From what you wrote earlier I concluded that the TI-86 uses 14 decimal
digits internally, and displays only 12 (which is similar to the TI
calculators of 25 years ago, which used 11 digits internally and
displayed 8). So for the calculator 0.333333333333 and 0.3333333333333
are different numbers for the calculator, even if both are displayed as
0.333333333333. Multiply both by 3 and you get 0.999999999999 and
0.9999999999999 respectively. If the calculator displays 12 digits, it
can display 0.999999999999 exactly, but it needs to round
0.9999999999999: Since the first digit to be omitted is "9" it needs to
be rounded up, so the rounded value is 1.0. But the value which is
stored is still the correct value 0.9999999999999.
> It seems calculators like yours do not do this.
Right. The HP-48 displays the full result by default. It doesn't round
unless told.
> The TI-89 seems to be far better with this, though.
As I said, the TI-89 does symbolic algebra. But you could try:
1/3
Ans*3
Ans-1
(force to numeric representation after each step if the calculator
doesn't do it automatically)
And check the result.
>>> Mathetically, the TI-89 seems to get it more right, as (1/3)*3 = 1 is
>>> mathematically correct, as the 3 in the demoninator in of the first
>>> number and 3 in the numinator of the 2nd number (3/1) cancel each
>>> other out,
>>
>> Since the TI-89 can do symbolic algebra it may actually notice this
>> never compute 1/3.
>
> Either that or it uses a threshold algorithm like I described (either
> way the 89 seems to handle this far better than the 86.)

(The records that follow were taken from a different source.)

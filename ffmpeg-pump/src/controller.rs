//! Pump lifecycle: one controller per pump, one worker thread per running session.
//!
//! `start` validates the locator and opens the session on the caller's thread, then
//! moves the session into a dedicated worker thread. `stop` cancels the worker, waits
//! up to the configured grace period and takes the session back to close it. If the
//! worker does not come back in time it is detached; it still owns the session and
//! releases it as soon as its current blocking call returns.

use std::fmt::{Display, Formatter};
use std::path::{Path, PathBuf};
use std::sync::atomic::{AtomicBool, AtomicU64, Ordering};
use std::sync::{Arc, Mutex, MutexGuard, PoisonError};
use std::thread::{self, JoinHandle};
use std::time::{Duration, Instant};

use futures::StreamExt;
use tokio_stream::wrappers::BroadcastStream;
use tokio_util::sync::CancellationToken;

use crate::{
    bitrate::BitrateWindow,
    config::PumpConfig,
    device,
    error::PumpError,
    event::{PumpEvent, PumpEventReceiver, PumpEventSender, PumpEventStream},
    frame::{DecodedFrame, FrameBuffer},
    locator::{ConnectionType, Locator, SinkTarget},
    session::{CodecSession, EgressSession, IngestSession, UnitSink},
    stream::StreamSession,
    worker::{self, LoopFn, WorkerContext},
};

const SNAPSHOT_QUALITY: u8 = 90;
const JOIN_POLL: Duration = Duration::from_millis(10);

pub(crate) fn lock<T>(mutex: &Mutex<T>) -> MutexGuard<'_, T> {
    mutex.lock().unwrap_or_else(PoisonError::into_inner)
}

#[derive(Debug, Clone, Copy, PartialEq, Eq, Hash)]
pub enum PumpState {
    /// Never started.
    Closed,
    /// Session open, worker not yet running.
    Open,
    Running,
    Paused,
    Stopped,
}

impl PumpState {
    pub fn is_active(self) -> bool {
        matches!(self, PumpState::Open | PumpState::Running | PumpState::Paused)
    }
}

/// Units and bytes moved since the stream was last opened.
#[derive(Debug, Clone, Copy, Default, PartialEq, Eq)]
pub struct PumpStats {
    pub units: u64,
    pub bytes: u64,
}

impl Display for PumpStats {
    fn fmt(&self, f: &mut Formatter<'_>) -> std::fmt::Result {
        write!(
            f,
            "Frames: {}, Bytes: {} ({:.2} MB)",
            self.units,
            self.bytes,
            self.bytes as f64 / 1024.0 / 1024.0
        )
    }
}

/// Formats a connected duration as `HH:MM:SS`.
pub fn format_elapsed(elapsed: Duration) -> String {
    let secs = elapsed.as_secs();
    format!("{:02}:{:02}:{:02}", secs / 3600, (secs / 60) % 60, secs % 60)
}

pub const ELAPSED_PLACEHOLDER: &str = "--:--:--";

/// State shared between a controller and its worker thread.
pub(crate) struct PumpShared {
    pub(crate) config: PumpConfig,
    state: Mutex<PumpState>,
    paused: AtomicBool,
    stream: Mutex<Option<StreamSession>>,
    connected_at: Mutex<Option<Instant>>,
    bitrate: Mutex<BitrateWindow>,
    frames: FrameBuffer,
    units: AtomicU64,
    bytes: AtomicU64,
    events: PumpEventSender,
}

impl PumpShared {
    pub(crate) fn new(config: PumpConfig) -> Self {
        let (events, _) = tokio::sync::broadcast::channel(config.event_capacity.max(1));
        Self {
            config,
            state: Mutex::new(PumpState::Closed),
            paused: AtomicBool::new(false),
            stream: Mutex::new(None),
            connected_at: Mutex::new(None),
            bitrate: Mutex::new(BitrateWindow::default()),
            frames: FrameBuffer::new(),
            units: AtomicU64::new(0),
            bytes: AtomicU64::new(0),
            events,
        }
    }

    pub(crate) fn state(&self) -> PumpState {
        *lock(&self.state)
    }

    fn set_state(&self, state: PumpState) {
        *lock(&self.state) = state;
    }

    /// Moves an active pump to Stopped, reporting `error` before `StreamClosed`.
    /// Runs with the state lock held so no start can interleave. False if it was not
    /// active.
    fn close_locked(&self, state: &mut PumpState, error: Option<String>) -> bool {
        if !state.is_active() {
            return false;
        }
        *state = PumpState::Stopped;
        self.paused.store(false, Ordering::SeqCst);
        if let Some(message) = error {
            self.emit(PumpEvent::Error(message));
        }
        self.on_closed();
        true
    }

    fn mark_stopped(&self, error: Option<String>) -> bool {
        let mut state = lock(&self.state);
        self.close_locked(&mut state, error)
    }

    pub(crate) fn is_paused(&self) -> bool {
        self.paused.load(Ordering::SeqCst)
    }

    fn emit(&self, event: PumpEvent) {
        // no subscribers is fine
        let _ = self.events.send(event);
    }

    fn on_opened(&self, stream: &StreamSession) {
        let now = Instant::now();
        *lock(&self.stream) = Some(stream.clone());
        *lock(&self.connected_at) = Some(now);
        lock(&self.bitrate).reset(now);
        self.units.store(0, Ordering::SeqCst);
        self.bytes.store(0, Ordering::SeqCst);
        self.frames.clear();
        self.emit(PumpEvent::StreamOpened {
            width: stream.width,
            height: stream.height,
            frame_rate: stream.frame_rate,
        });
    }

    fn on_closed(&self) {
        lock(&self.stream).take();
        lock(&self.connected_at).take();
        lock(&self.bitrate).clear();
        self.emit(PumpEvent::StreamClosed);
    }

    // Worker-side updates below take the state lock and check the worker's own token
    // first. The controller cancels under the same lock, so a worker it gave up on
    // can never touch a later session's state.

    /// Worker-side teardown after the loop ended by itself.
    pub(crate) fn finish<S: CodecSession>(
        &self,
        cancel: &CancellationToken,
        session: &mut S,
        error: Option<PumpError>,
    ) {
        session.close();
        let mut state = lock(&self.state);
        if cancel.is_cancelled() {
            return;
        }
        self.close_locked(&mut state, error.map(|e| e.to_string()));
    }

    /// A reopened pass of the same run. False if the worker was cancelled meanwhile.
    pub(crate) fn reopened(&self, cancel: &CancellationToken, stream: &StreamSession) -> bool {
        let state = lock(&self.state);
        if cancel.is_cancelled() || !state.is_active() {
            return false;
        }
        self.on_opened(stream);
        true
    }

    pub(crate) fn record_packet(&self, cancel: &CancellationToken, size: usize) {
        let _state = lock(&self.state);
        if cancel.is_cancelled() {
            return;
        }
        self.bytes.fetch_add(size as u64, Ordering::SeqCst);
        lock(&self.bitrate).record(size, Instant::now());
        self.emit(PumpEvent::PacketReceived(size));
    }

    /// Publishes `frame` only while Running; a paused or stopped pump drops it.
    pub(crate) fn publish_frame(&self, cancel: &CancellationToken, frame: DecodedFrame) -> bool {
        let state = lock(&self.state);
        if cancel.is_cancelled() || *state != PumpState::Running {
            return false;
        }
        self.frames.publish(frame);
        self.units.fetch_add(1, Ordering::SeqCst);
        self.emit(PumpEvent::FrameReady);
        true
    }

    pub(crate) fn record_written(
        &self,
        cancel: &CancellationToken,
        size: usize,
    ) -> Option<PumpStats> {
        let _state = lock(&self.state);
        if cancel.is_cancelled() {
            return None;
        }
        lock(&self.bitrate).record(size, Instant::now());
        Some(PumpStats {
            units: self.units.fetch_add(1, Ordering::SeqCst) + 1,
            bytes: self.bytes.fetch_add(size as u64, Ordering::SeqCst) + size as u64,
        })
    }

    pub(crate) fn stats(&self) -> PumpStats {
        PumpStats {
            units: self.units.load(Ordering::SeqCst),
            bytes: self.bytes.load(Ordering::SeqCst),
        }
    }
}
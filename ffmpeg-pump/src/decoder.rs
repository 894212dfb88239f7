use ffmpeg_next::util::error::EAGAIN;

use crate::{
    error::{OpenError, PumpError},
    frame::DecodedFrame,
    packet::MediaUnit,
    scaler::RgbConverter,
    stream::AvTrack,
};

/// Video decoder feeding an RGB24 converter.
pub struct VideoDecoder {
    inner: ffmpeg_next::codec::decoder::Video,
    converter: RgbConverter,
}

impl VideoDecoder {
    pub fn new(track: &AvTrack) -> Result<Self, OpenError> {
        let codec_id = track.codec_id();
        if ffmpeg_next::decoder::find(codec_id).is_none() {
            return Err(OpenError::UnsupportedCodec(track.codec_name().to_string()));
        }

        let mut decoder_ctx =
            ffmpeg_next::codec::Context::from_parameters(track.parameters().clone())
                .map_err(OpenError::Decoder)?;
        unsafe {
            (*decoder_ctx.as_mut_ptr()).time_base = track.time_base().into();
        }
        let video_decoder = decoder_ctx.decoder().video().map_err(OpenError::Decoder)?;

        if video_decoder.format() == ffmpeg_next::format::Pixel::None
            || video_decoder.width() == 0
            || video_decoder.height() == 0
        {
            return Err(OpenError::MissingParameters);
        }

        let converter = RgbConverter::new(
            video_decoder.format(),
            video_decoder.width(),
            video_decoder.height(),
        )
        .map_err(|e| OpenError::Resource(format!("rgb converter: {}", e)))?;

        Ok(Self {
            inner: video_decoder,
            converter,
        })
    }

    pub fn width(&self) -> u32 {
        self.inner.width()
    }

    pub fn height(&self) -> u32 {
        self.inner.height()
    }

    pub fn format(&self) -> ffmpeg_next::format::Pixel {
        self.inner.format()
    }

    /// Feeds one unit and returns the newest frame it completed, converted to RGB24.
    ///
    /// Corrupt units are skipped; the decoder resynchronises on the next keyframe.
    pub fn decode(&mut self, unit: &MediaUnit) -> Result<Option<DecodedFrame>, PumpError> {
        match self.inner.send_packet(unit.packet()) {
            Ok(()) => {}
            Err(ffmpeg_next::Error::InvalidData) => {
                log::warn!("skipping undecodable unit ({} bytes)", unit.size());
                return Ok(None);
            }
            // output queue is full; drain it below and drop this unit
            Err(ffmpeg_next::Error::Other { errno }) if errno == EAGAIN => {}
            Err(ffmpeg_next::Error::Eof) => return Ok(None),
            Err(err) => return Err(PumpError::Decode(err.to_string())),
        }

        let mut newest = None;
        loop {
            let mut frame = ffmpeg_next::frame::Video::empty();
            match self.inner.receive_frame(&mut frame) {
                Ok(()) => newest = Some(frame),
                Err(ffmpeg_next::Error::Eof) => break,
                Err(ffmpeg_next::Error::Other { errno }) if errno == EAGAIN => break,
                Err(err) => return Err(PumpError::Decode(err.to_string())),
            }
        }

        match newest {
            Some(frame) => self
                .converter
                .convert(&frame)
                .map(Some)
                .map_err(|e| PumpError::Decode(format!("{:#}", e))),
            None => Ok(None),
        }
    }
}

I don't think there's a threshold algorithm. Your example didn't show
one and it wouldn't work anyway.
>>> leaving 1/1 which is better writen as just plain ol' 1. Then 1-1
>>> is, of course, 0.
>>>
>>> I'm not sure why the TI-86 has such a strange result when "-1" is
>>> thrown in,
>>
>> I have been trying to explain it to you in just about every posting in
>> this thread. I give up.
>
> This was from only one reply up, so how could it have been from every
> posting?
Because the whole thread is about the fact that any floating point
representation has a fixed number of digits in a given base and can
therefore represent only a finite number of different values. It doesn't
matter whether you use base 2 or base 10 or base 42, whether you use 10
or 12 or 53 digits: Almost every result of a division must be rounded,
and therefore a/b*b is generally *not* a.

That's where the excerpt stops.